Slav dillerinde Sarajevo, Osmanlı Türkçesi’nde Bosna Sarayı, bizim dilimizde sevdalinkalarında ağıtları susmayan, boynu bükük, sinesi yaralı, gözü yaşlı Saraybosna.

Hüznü dağlara taşlara sığmayan, yıllar geçse de unutulmayan utancın adı Saraybosna.
Öyle bir acı ki, kimi zaman heybetli Bjelašnica’nın, kimi zaman yemyeşil Igma’nın,kimi zaman başı dumanlı Trebevič’in bağrından bir çığ gibi düşer. Sonra kendini nazlı Miljacka (Milyatska) ırmağının serin sularına atar da, soğumaz yangını. Her dem yanan, her dem kavrulan yürektir Saraybosna…

Tarihin kanla yazılmış sayfalarından silinse hafızalardan silinir mi üç koca utanç yılı. Keşke silinse, keşke acılar unutulsa, Adım atılan her yerde mezarlar olmasa keşke. Bilmesem daha yirmisini görmemiş gencecik fidanların bir gecede katledildiğini, kadınların çocuksuz, evlerin erkeksiz kaldığını.

Bu nasıl bir öfke, nasıl bir intikam!

Tepelere mevzilenip birkaç Müslüman öldür, pazartesi tekrar mesaiye dön! Müslümanlara duyduğun kinde boğulasın Avrupa!

Ya Umut Tüneli…
Sırp, şehri tamamen sarmış; ne ekmek, ne su… Bütün yardımları kesmiş. Canını dişine takmış Bosna, Elli altmış metrelik bir tünel kazmışlar keskin nişancılara görünmeden. Görünenler vurulmuş, gizlenmeyi başaranlar taşıyabildikleri kadar erzak taşımışlar yardım uçaklarından. Bir lokma ekmek, bir damla su için, ölmemek için. Savaşın en soğuk halinin utanç kanıtlarından sadece biri olan bu yer, bir nebze olsun umut vaat ettiği için Umut Tüneli denmiş adına.

Savaştan sonra yaraları sarılmamış Bosna’yı bir anda kırmızı güller sarmış. Nasıl mı?
Tüm dünyaya sözde medeniyet götürdüğünü savunan vahşi Avrupa’nın attığı her topun düştüğü yere kırmızı reçineler dökülmüş. Yaraları kapatamayınca yollardaki, binalardaki ayıbı kapatmaya çalışmışlar. Güllerden daha kırmızı gözyaşı döken Bosna, adına Saray Bosna Gülleri demiş ölenlerinin anısına bu çukurlara. Her biri anne, her biri kardeş, her biri kavuşulamayan sevgiliymiş Saraybosna Gülleri…

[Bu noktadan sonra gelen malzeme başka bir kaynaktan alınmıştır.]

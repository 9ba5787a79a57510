//! Network message types and serialization.
//!
//! Two payloads cross the wire: [`InputPayload`] (client → server) and
//! [`StatePayload`] (server → owning client). Each travels inside an
//! [`Envelope`] addressed to one entity, serialized with [`postcard`] and
//! prefixed with a protocol version byte.
//!
//! Field order in both payloads is part of the wire format. Postcard writes
//! fields in declaration order, `f32` as four little-endian bytes and `bool`
//! as one byte, so reordering a field breaks compatibility.

use glam::{Quat, Vec2, Vec3};
use serde::{Deserialize, Serialize};

/// Current wire-protocol version. Prepended to every serialized envelope.
pub const PROTOCOL_VERSION: u8 = 1;

/// One fixed-duration simulation step.
///
/// 32 bits is ~777 days at 64 Hz, so a session never wraps.
pub type Tick = u32;

/// Identifies a networked entity within a session.
#[derive(Debug, Clone, Copy, PartialEq, Eq, Hash, PartialOrd, Ord, Serialize, Deserialize)]
pub struct EntityId(pub u64);

impl std::fmt::Display for EntityId {
    fn fmt(&self, f: &mut std::fmt::Formatter<'_>) -> std::fmt::Result {
        write!(f, "entity#{}", self.0)
    }
}

/// Payloads that carry the tick they were produced for.
pub trait TickStamped {
    /// The tick embedded in the payload.
    fn tick(&self) -> Tick;
}

// ---------------------------------------------------------------------------
// Payloads
// ---------------------------------------------------------------------------

/// One tick of player input, produced by the owning client.
#[derive(Debug, Clone, Copy, PartialEq, Serialize, Deserialize)]
pub struct InputPayload {
    /// Tick this input was sampled for.
    pub tick: Tick,
    /// Local-space movement: `x` strafes right, `z` moves forward.
    pub move_vector: Vec3,
    /// Look delta: `x` is yaw, `y` is pitch, in look-input units.
    pub look_vector: Vec2,
    /// Jump button held.
    pub jump_requested: bool,
    /// Fire button held. Carried for the weapon layer; movement ignores it.
    pub fire_requested: bool,
}

impl InputPayload {
    /// An input with no movement, look or buttons.
    pub fn idle(tick: Tick) -> Self {
        Self {
            tick,
            move_vector: Vec3::ZERO,
            look_vector: Vec2::ZERO,
            jump_requested: false,
            fire_requested: false,
        }
    }

    /// `true` if every vector component is finite.
    pub fn is_finite(&self) -> bool {
        self.move_vector.is_finite() && self.look_vector.is_finite()
    }
}

impl TickStamped for InputPayload {
    fn tick(&self) -> Tick {
        self.tick
    }
}

/// Physical state of an entity after a tick was simulated.
#[derive(Debug, Clone, Copy, PartialEq, Serialize, Deserialize)]
pub struct StatePayload {
    /// Tick whose input produced this state.
    pub tick: Tick,
    /// World-space position.
    pub position: Vec3,
    /// Orientation (yaw about +Y, then pitch about local +X).
    pub orientation: Quat,
    /// Linear velocity in units per second.
    pub linear_velocity: Vec3,
    /// Angular velocity in radians per second.
    pub angular_velocity: Vec3,
}

impl StatePayload {
    /// A motionless, unrotated state at `position`.
    pub fn at_rest(tick: Tick, position: Vec3) -> Self {
        Self {
            tick,
            position,
            orientation: Quat::IDENTITY,
            linear_velocity: Vec3::ZERO,
            angular_velocity: Vec3::ZERO,
        }
    }

    /// `true` if every component is finite.
    pub fn is_finite(&self) -> bool {
        self.position.is_finite()
            && self.orientation.is_finite()
            && self.linear_velocity.is_finite()
            && self.angular_velocity.is_finite()
    }

    /// Euclidean distance between the two positions.
    pub fn position_error(&self, other: &StatePayload) -> f32 {
        self.position.distance(other.position)
    }
}

impl TickStamped for StatePayload {
    fn tick(&self) -> Tick {
        self.tick
    }
}

// ---------------------------------------------------------------------------
// Envelope
// ---------------------------------------------------------------------------

/// Top-level network message. The enum discriminant is the type tag.
#[derive(Debug, Clone, Copy, PartialEq, Serialize, Deserialize)]
pub enum Message {
    /// Client submits one tick of input for its entity.
    InputSubmit(InputPayload),
    /// Server sends the latest authoritative state to the owning client.
    StateBroadcast(StatePayload),
}

/// A message addressed to one entity.
#[derive(Debug, Clone, Copy, PartialEq, Serialize, Deserialize)]
pub struct Envelope {
    /// Entity the message is about.
    pub entity: EntityId,
    /// The message itself.
    pub message: Message,
}

impl Envelope {
    /// `true` if the carried payload has only finite components.
    pub fn is_finite(&self) -> bool {
        match &self.message {
            Message::InputSubmit(input) => input.is_finite(),
            Message::StateBroadcast(state) => state.is_finite(),
        }
    }
}

// ---------------------------------------------------------------------------
// Errors
// ---------------------------------------------------------------------------

/// Errors that can occur during envelope deserialization.
#[derive(Debug, thiserror::Error)]
pub enum MessageError {
    /// The payload was empty (no version byte).
    #[error("empty payload, no version byte")]
    EmptyPayload,

    /// The version byte does not match [`PROTOCOL_VERSION`].
    #[error("unsupported protocol version: {0}")]
    UnsupportedVersion(u8),

    /// Postcard deserialization failed.
    #[error("deserialization error: {0}")]
    Postcard(#[from] postcard::Error),

    /// A vector component was NaN or infinite.
    #[error("non-finite payload for {0}")]
    NonFinite(EntityId),
}

// ---------------------------------------------------------------------------
// Serialization helpers
// ---------------------------------------------------------------------------

/// Serialize an [`Envelope`] into a versioned binary payload.
///
/// Wire format: `[version: u8] [postcard-encoded Envelope]`
pub fn serialize_envelope(envelope: &Envelope) -> Result<Vec<u8>, postcard::Error> {
    let body = postcard::to_allocvec(envelope)?;
    let mut out = Vec::with_capacity(1 + body.len());
    out.push(PROTOCOL_VERSION);
    out.extend_from_slice(&body);
    Ok(out)
}

/// Deserialize a versioned binary payload into an [`Envelope`].
///
/// This is the validation boundary: payloads with NaN or infinite components
/// are rejected here so they never reach the simulation.
pub fn deserialize_envelope(data: &[u8]) -> Result<Envelope, MessageError> {
    let Some((&version, body)) = data.split_first() else {
        return Err(MessageError::EmptyPayload);
    };
    if version != PROTOCOL_VERSION {
        return Err(MessageError::UnsupportedVersion(version));
    }

    let envelope: Envelope = postcard::from_bytes(body)?;
    if !envelope.is_finite() {
        return Err(MessageError::NonFinite(envelope.entity));
    }
    Ok(envelope)
}

// ---------------------------------------------------------------------------
// Tests
// ---------------------------------------------------------------------------
//! Structured logging for Rewind.
//!
//! Sets up span-based, filterable logging via the `tracing` ecosystem: a
//! console layer with uptime timestamps and module paths, plus an optional
//! JSON file layer for post-mortem analysis of desync reports. The level comes
//! from `RUST_LOG` first, then the config's `debug.log_level`.

use rewind_config::Config;
use std::path::{Path, PathBuf};
use tracing_subscriber::{EnvFilter, fmt, layer::SubscriberExt, util::SubscriberInitExt};

/// Default filter when neither `RUST_LOG` nor the config specify one.
pub const DEFAULT_FILTER: &str = "info";

/// Name of the JSON log file written inside the log directory.
pub const LOG_FILE_NAME: &str = "rewind.log";

/// Initialize the global tracing subscriber.
///
/// * `log_dir` - directory for the JSON log file
/// * `config` - optional configuration; `debug.log_level` sets the filter and
///   `debug.json_log` enables the file layer
///
/// ```no_run
/// use rewind_config::Config;
/// use rewind_log::init_logging;
///
/// let config = Config::default();
/// init_logging(Some(std::path::Path::new("./logs")), Some(&config));
/// ```
pub fn init_logging(log_dir: Option<&Path>, config: Option<&Config>) {
    let env_filter = EnvFilter::try_from_default_env()
        .unwrap_or_else(|_| EnvFilter::new(filter_directive(config)));

    let console_layer = fmt::layer()
        .with_target(true)
        .with_thread_ids(false)
        .with_thread_names(true)
        .with_level(true)
        .with_timer(fmt::time::uptime());

    let subscriber = tracing_subscriber::registry()
        .with(env_filter)
        .with(console_layer);

    let json_log = config.is_some_and(|c| c.debug.json_log);
    if json_log
        && let Some(log_dir) = log_dir
        && std::fs::create_dir_all(log_dir).is_ok()
        && let Ok(log_file) = std::fs::File::create(log_file_path(log_dir))
    {
        let file_layer = fmt::layer()
            .with_writer(log_file)
            .with_ansi(false)
            .with_target(true)
            .with_timer(fmt::time::uptime())
            .json();

        subscriber.with(file_layer).init();
        return;
    }

    subscriber.init();
}

/// Filter directive used when `RUST_LOG` is unset.
pub fn filter_directive(config: Option<&Config>) -> String {
    match config {
        Some(config) if !config.debug.log_level.trim().is_empty() => {
            config.debug.log_level.clone()
        }
        _ => DEFAULT_FILTER.to_string(),
    }
}

/// Path of the JSON log file for a log directory.
pub fn log_file_path(log_dir: &Path) -> PathBuf {
    log_dir.join(LOG_FILE_NAME)
}

/// Create an `EnvFilter` with the default filter string.
pub fn default_env_filter() -> EnvFilter {
    EnvFilter::new(DEFAULT_FILTER)
}
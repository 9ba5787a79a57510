//! Fixed-rate tick clock.
//!
//! Accumulates real elapsed time and releases it as discrete simulation
//! ticks. After a frame hitch several ticks can be consumed in one frame;
//! the catch-up cap bounds that work during long stalls.

use rewind_config::SimulationConfig;
use rewind_net::Tick;

/// Default maximum number of ticks consumed in a single frame.
pub const DEFAULT_MAX_CATCH_UP: u32 = 8;

/// Converts elapsed wall-clock time into a monotonic sequence of ticks.
///
/// ```
/// use rewind_netcode::TickClock;
///
/// let mut clock = TickClock::new(64);
/// clock.advance(3.0 / 64.0);
/// let mut ticks = 0;
/// while clock.consume_tick() {
///     ticks += 1;
/// }
/// assert_eq!(ticks, 3);
/// assert_eq!(clock.tick(), 3);
/// ```
#[derive(Debug, Clone)]
pub struct TickClock {
    accumulator_secs: f64,
    tick_duration_secs: f64,
    tick: Tick,
    max_catch_up: Option<u32>,
    consumed_this_frame: u32,
    dropped_ticks: u64,
}

impl TickClock {
    /// Creates a clock at `tick_rate` Hz with the default catch-up cap.
    pub fn new(tick_rate: u32) -> Self {
        Self {
            accumulator_secs: 0.0,
            tick_duration_secs: 1.0 / f64::from(tick_rate.max(1)),
            tick: 0,
            max_catch_up: Some(DEFAULT_MAX_CATCH_UP),
            consumed_this_frame: 0,
            dropped_ticks: 0,
        }
    }

    /// Creates a clock from simulation settings.
    pub fn from_config(config: &SimulationConfig) -> Self {
        Self::new(config.tick_rate).with_max_catch_up(config.max_catch_up)
    }

    /// Sets the per-frame catch-up cap. `None` removes it.
    pub fn with_max_catch_up(mut self, max_catch_up: Option<u32>) -> Self {
        self.max_catch_up = max_catch_up;
        self
    }

    /// Adds elapsed time and starts a new frame.
    ///
    /// Negative or non-finite values are ignored.
    pub fn advance(&mut self, elapsed_secs: f64) {
        self.consumed_this_frame = 0;
        if !elapsed_secs.is_finite() || elapsed_secs < 0.0 {
            tracing::trace!("ignoring invalid elapsed time {elapsed_secs}");
            return;
        }
        self.accumulator_secs += elapsed_secs;
    }

    /// Consumes one tick if a full period has accumulated.
    ///
    /// Call in a loop until it returns `false`. Once the catch-up cap is
    /// reached for this frame, the remaining whole periods are discarded
    /// (the fractional remainder is kept) so a long stall does not turn into
    /// a burst of simulation work.
    pub fn consume_tick(&mut self) -> bool {
        if self.accumulator_secs < self.tick_duration_secs {
            return false;
        }

        if let Some(cap) = self.max_catch_up
            && self.consumed_this_frame >= cap
        {
            let backlog = (self.accumulator_secs / self.tick_duration_secs).floor();
            self.accumulator_secs -= backlog * self.tick_duration_secs;
            self.dropped_ticks += backlog as u64;
            tracing::warn!(
                tick = self.tick,
                dropped = backlog as u64,
                "catch-up cap of {cap} ticks reached, discarding backlog"
            );
            return false;
        }

        self.accumulator_secs -= self.tick_duration_secs;
        self.tick = self.tick.saturating_add(1);
        self.consumed_this_frame += 1;
        true
    }

    /// The most recently consumed tick (0 before the first one).
    pub fn tick(&self) -> Tick {
        self.tick
    }

    /// Duration of one tick in seconds.
    pub fn tick_duration_secs(&self) -> f64 {
        self.tick_duration_secs
    }

    /// Fraction of the next tick already accumulated, in `[0, 1)`.
    pub fn alpha(&self) -> f64 {
        (self.accumulator_secs / self.tick_duration_secs).clamp(0.0, 1.0)
    }

    /// Total ticks discarded by the catch-up cap.
    pub fn dropped_ticks(&self) -> u64 {
        self.dropped_ticks
    }
}
//! Demo binary that runs a simulated play session and reports how often the
//! client had to be corrected.
//!
//! Configuration is loaded from `config.ron` and can be overridden via CLI flags.
//! Run with `cargo run -p rewind-demo` for a dedicated server and one client.
//! Run with `cargo run -p rewind-demo -- --host --drop-rate 0.1` for a lossy host session.

mod scenario;

use std::path::PathBuf;

use clap::Parser;
use rewind_config::{CliArgs, Config};
use scenario::ScenarioOptions;
use tracing::{error, info};

#[derive(Parser, Debug)]
#[command(name = "rewind-demo", about = "Simulated prediction and reconciliation session")]
struct DemoArgs {
    #[command(flatten)]
    common: CliArgs,

    /// Simulated seconds to run.
    #[arg(long, default_value_t = 20.0)]
    seconds: f64,

    /// Run a single host instead of a dedicated server and a client.
    #[arg(long)]
    host: bool,

    /// Seconds between server-side knockbacks (0 disables them).
    #[arg(long, default_value_t = 2.0)]
    knockback_every: f64,

    /// Knockback distance in world units; above the threshold it forces a correction.
    #[arg(long, default_value_t = 12.0)]
    knockback_strength: f32,

    /// Seed for frame-time jitter and knockback direction.
    #[arg(long, default_value_t = 42)]
    frame_seed: u64,
}

fn main() {
    let args = DemoArgs::parse();

    // Resolve config directory
    let config_dir = args
        .common
        .config
        .clone()
        .or_else(Config::default_dir)
        .unwrap_or_else(|| PathBuf::from("."));

    // Load or create config, then apply CLI overrides
    let mut config = Config::load_or_create(&config_dir).unwrap_or_else(|e| {
        eprintln!("Failed to load config: {e}, using defaults");
        Config::default()
    });
    config.apply_cli_overrides(&args.common);
    if let Err(e) = config.validate() {
        eprintln!("Invalid config: {e}, using defaults");
        config = Config::default();
    }

    let log_dir = config_dir.join("logs");
    rewind_log::init_logging(Some(&log_dir), Some(&config));

    let options = ScenarioOptions {
        seconds: args.seconds,
        knockback_every_secs: args.knockback_every,
        knockback_strength: args.knockback_strength,
        frame_seed: args.frame_seed,
    };
    info!(
        host = args.host,
        seconds = options.seconds,
        tick_rate = config.simulation.tick_rate,
        threshold = config.reconciliation.threshold,
        drop_rate = config.link.drop_rate,
        "starting session"
    );

    let result = if args.host {
        scenario::run_host(&config, &options)
    } else {
        scenario::run_dedicated(&config, &options)
    };
    match result {
        Ok(report) => report.log(),
        Err(e) => error!("session failed: {e}"),
    }
}
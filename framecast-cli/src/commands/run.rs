//! Shared job execution for the provider commands

use anyhow::{Context, Result};
use colored::*;
use framecast_client::ProviderAdapter;
use framecast_core::domain::outcome::JobOutcome;
use framecast_core::dto::job::JobRequest;
use framecast_runner::JobOrchestrator;
use std::path::PathBuf;
use std::sync::Arc;
use tokio_util::sync::CancellationToken;

use crate::config::Config;
use crate::naming::default_output_path;
use crate::reporter::ConsoleReporter;

/// Where the video goes: `--output` if given, else a generated path
pub fn output_path(
    config: &Config,
    adapter: &dyn ProviderAdapter,
    prompt: &str,
    model: &str,
    mode: Option<&str>,
) -> PathBuf {
    match &config.output {
        Some(path) => path.clone(),
        None => default_output_path(&config.output_dir, adapter.provider(), prompt, model, mode),
    }
}

/// Runs one job to completion and reports the result
pub async fn run_job(
    adapter: Arc<dyn ProviderAdapter>,
    request: JobRequest,
    config: &Config,
    cancel: CancellationToken,
) -> Result<JobOutcome> {
    let provider = adapter.provider();
    let mut orchestrator = JobOrchestrator::new(adapter, config.poller.clone())
        .context("Invalid polling options")?;

    if !config.json {
        println!(
            "{} {} -> {}",
            "Generating with".bold(),
            provider.display_name(),
            request.output_path.display()
        );
        orchestrator = orchestrator.with_event_sink(Arc::new(ConsoleReporter::new()));
    }

    let outcome = orchestrator.run(request, cancel).await;

    if config.json {
        let rendered =
            serde_json::to_string_pretty(&outcome).context("Failed to serialize outcome")?;
        println!("{}", rendered);
    } else {
        ConsoleReporter::print_outcome(&outcome);
    }

    Ok(outcome)
}
//! Error types for the provider adapters

use framecast_core::{FailureKind, JobError};
use serde_json::Value;
use thiserror::Error;

/// Result type alias for adapter operations
pub type Result<T> = std::result::Result<T, AdapterError>;

/// Errors that can occur when talking to a provider
///
/// Adapters never retry on their own; callers use [`AdapterError::is_transient`]
/// to decide whether a call is worth repeating.
#[derive(Debug, Error)]
pub enum AdapterError {
    /// HTTP transport failed (connect, timeout, broken body)
    #[error("HTTP request failed: {0}")]
    RequestFailed(#[from] reqwest::Error),

    /// Credentials were rejected
    #[error("Authentication rejected{}: {message}", fmt_status(*.status))]
    Authentication {
        status: Option<u16>,
        message: String,
        raw: Option<Value>,
    },

    /// The provider refused the request as malformed or not allowed
    #[error("Invalid request{}: {message}", fmt_status(*.status))]
    InvalidRequest {
        status: Option<u16>,
        message: String,
        raw: Option<Value>,
    },

    /// Temporary provider-side failure (5xx, throttling)
    #[error("Transient provider error{}: {message}", fmt_status(*.status))]
    Transient {
        status: Option<u16>,
        message: String,
        raw: Option<Value>,
    },

    /// The finished artifact cannot be retrieved
    #[error("Result unavailable: {message}")]
    ResultUnavailable { message: String, raw: Option<Value> },

    /// The provider answered with something we could not interpret
    #[error("Unexpected response: {message}")]
    UnexpectedResponse { message: String, raw: Option<Value> },
}

fn fmt_status(status: Option<u16>) -> String {
    status
        .map(|s| format!(" (status {})", s))
        .unwrap_or_default()
}

impl AdapterError {
    /// Classifies a non-success HTTP status and its response body
    pub fn from_status(status: u16, body: impl Into<String>) -> Self {
        let body = body.into();
        let raw = serde_json::from_str::<Value>(&body).ok();
        let message = raw
            .as_ref()
            .and_then(extract_message)
            .unwrap_or_else(|| {
                if body.trim().is_empty() {
                    "Unknown error".to_string()
                } else {
                    body.clone()
                }
            });
        Self::classify(status, message, raw)
    }

    /// Builds the error variant matching an HTTP-style status code
    pub fn classify(status: u16, message: impl Into<String>, raw: Option<Value>) -> Self {
        let message = message.into();

        match status {
            401 | 403 => Self::Authentication {
                status: Some(status),
                message,
                raw,
            },
            408 | 429 | 500..=599 => Self::Transient {
                status: Some(status),
                message,
                raw,
            },
            _ => Self::InvalidRequest {
                status: Some(status),
                message,
                raw,
            },
        }
    }

    pub fn unexpected(message: impl Into<String>, raw: Option<Value>) -> Self {
        Self::UnexpectedResponse {
            message: message.into(),
            raw,
        }
    }

    pub fn invalid_request(message: impl Into<String>) -> Self {
        Self::InvalidRequest {
            status: None,
            message: message.into(),
            raw: None,
        }
    }

    /// Whether repeating the same call may succeed
    pub fn is_transient(&self) -> bool {
        match self {
            Self::RequestFailed(e) => !(e.is_builder() || e.is_decode() || e.is_redirect()),
            Self::Transient { .. } => true,
            _ => false,
        }
    }

    /// HTTP status code, when the error came from a response
    pub fn status(&self) -> Option<u16> {
        match self {
            Self::RequestFailed(e) => e.status().map(|s| s.as_u16()),
            Self::Authentication { status, .. }
            | Self::InvalidRequest { status, .. }
            | Self::Transient { status, .. } => *status,
            Self::ResultUnavailable { .. } | Self::UnexpectedResponse { .. } => None,
        }
    }

    /// Provider payload attached to the error, if any
    pub fn raw(&self) -> Option<&Value> {
        match self {
            Self::RequestFailed(_) => None,
            Self::Authentication { raw, .. }
            | Self::InvalidRequest { raw, .. }
            | Self::Transient { raw, .. }
            | Self::ResultUnavailable { raw, .. }
            | Self::UnexpectedResponse { raw, .. } => raw.as_ref(),
        }
    }

    /// Failure category for a job that ends with this error
    pub fn failure_kind(&self) -> FailureKind {
        match self {
            Self::RequestFailed(_) | Self::Transient { .. } => FailureKind::TransientNetworkError,
            Self::Authentication { .. } => FailureKind::AuthenticationError,
            Self::InvalidRequest { .. } => FailureKind::InvalidRequestError,
            Self::ResultUnavailable { .. } => FailureKind::ResultUnavailable,
            Self::UnexpectedResponse { .. } => FailureKind::UnexpectedResponse,
        }
    }

    /// Rewrites non-transient errors from artifact retrieval as `ResultUnavailable`
    pub fn into_delivery_error(self) -> Self {
        if self.is_transient() || matches!(self, Self::ResultUnavailable { .. }) {
            return self;
        }
        let raw = self.raw().cloned();
        Self::ResultUnavailable {
            message: self.to_string(),
            raw,
        }
    }

    /// Converts into the job-level failure detail
    pub fn to_job_error(&self) -> JobError {
        let mut error = JobError::new(self.failure_kind(), self.to_string())
            .with_raw(self.raw().cloned());
        if let Some(status) = self.status() {
            error = error.with_provider_code(status.to_string());
        }
        error
    }
}

/// Pulls a human-readable message out of common provider error bodies
fn extract_message(raw: &Value) -> Option<String> {
    let candidates = [
        raw.get("message"),
        raw.get("error").and_then(|e| e.get("message").or(Some(e))),
        raw.get("base_resp").and_then(|b| b.get("status_msg")),
        raw.get("detail"),
    ];

    candidates
        .into_iter()
        .flatten()
        .filter_map(|v| v.as_str())
        .find(|s| !s.trim().is_empty())
        .map(str::to_string)
}
//! Service layer
//!
//! Services used by the orchestrator: artifact delivery and progress event
//! sinks. Sinks are trait-based so hosts can plug in their own rendering.

mod events;
mod fetcher;

// Re-export traits
pub use events::EventSink;

// Re-export implementations
pub use events::{InMemoryEventSink, TracingEventSink};
pub use fetcher::{FetchError, ResultFetcher};
//! Data Transfer Objects
//!
//! Values built once by the configuration layer (the CLI) and handed to the
//! runner and adapters. The runner treats them as opaque.

pub mod job;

Geceydi. Rüyaydı. Rüyadan öte gerçekti. Acıyla inleyen bir kadın sesiydi duyduğum. Gel diyordu, gel. Durgundu, yorgundu, bitkindi sesi. Belli ki anlatacakları vardı. Şehrin ışıklarının en güzel göründüğü yerdeydi, Seyir Tepesi’ndeydi. Dalga dalga yayılıyordu fısıldayan sesi.

Savaşta duyuramadığı çığlıklarını en dingin haliyle Anavatan’a duyurabilmişti nihayet. Yahudisi, Katoliği, Ortodoksu…Bir yaren diledi belli ki yüreği, bu kadar ecnebinin içinde derdini dökecek.

Sadece GEL dedi. O ‘gel’ her şeyi anlatmaya yetti.

İnsanoğlu merak ederse öğrenir, öğrenirse kendini donatır ya, donandım kendimce lakin duyduklarımdan dinlediklerimden gönenmedim gönlümce. Yüreğimin sesiyle yollara düştüm bir gece vakti. Güneşi ertesi günün sabahı hüzün topraklarında doğdurursam belki dinerdi göz yaşım.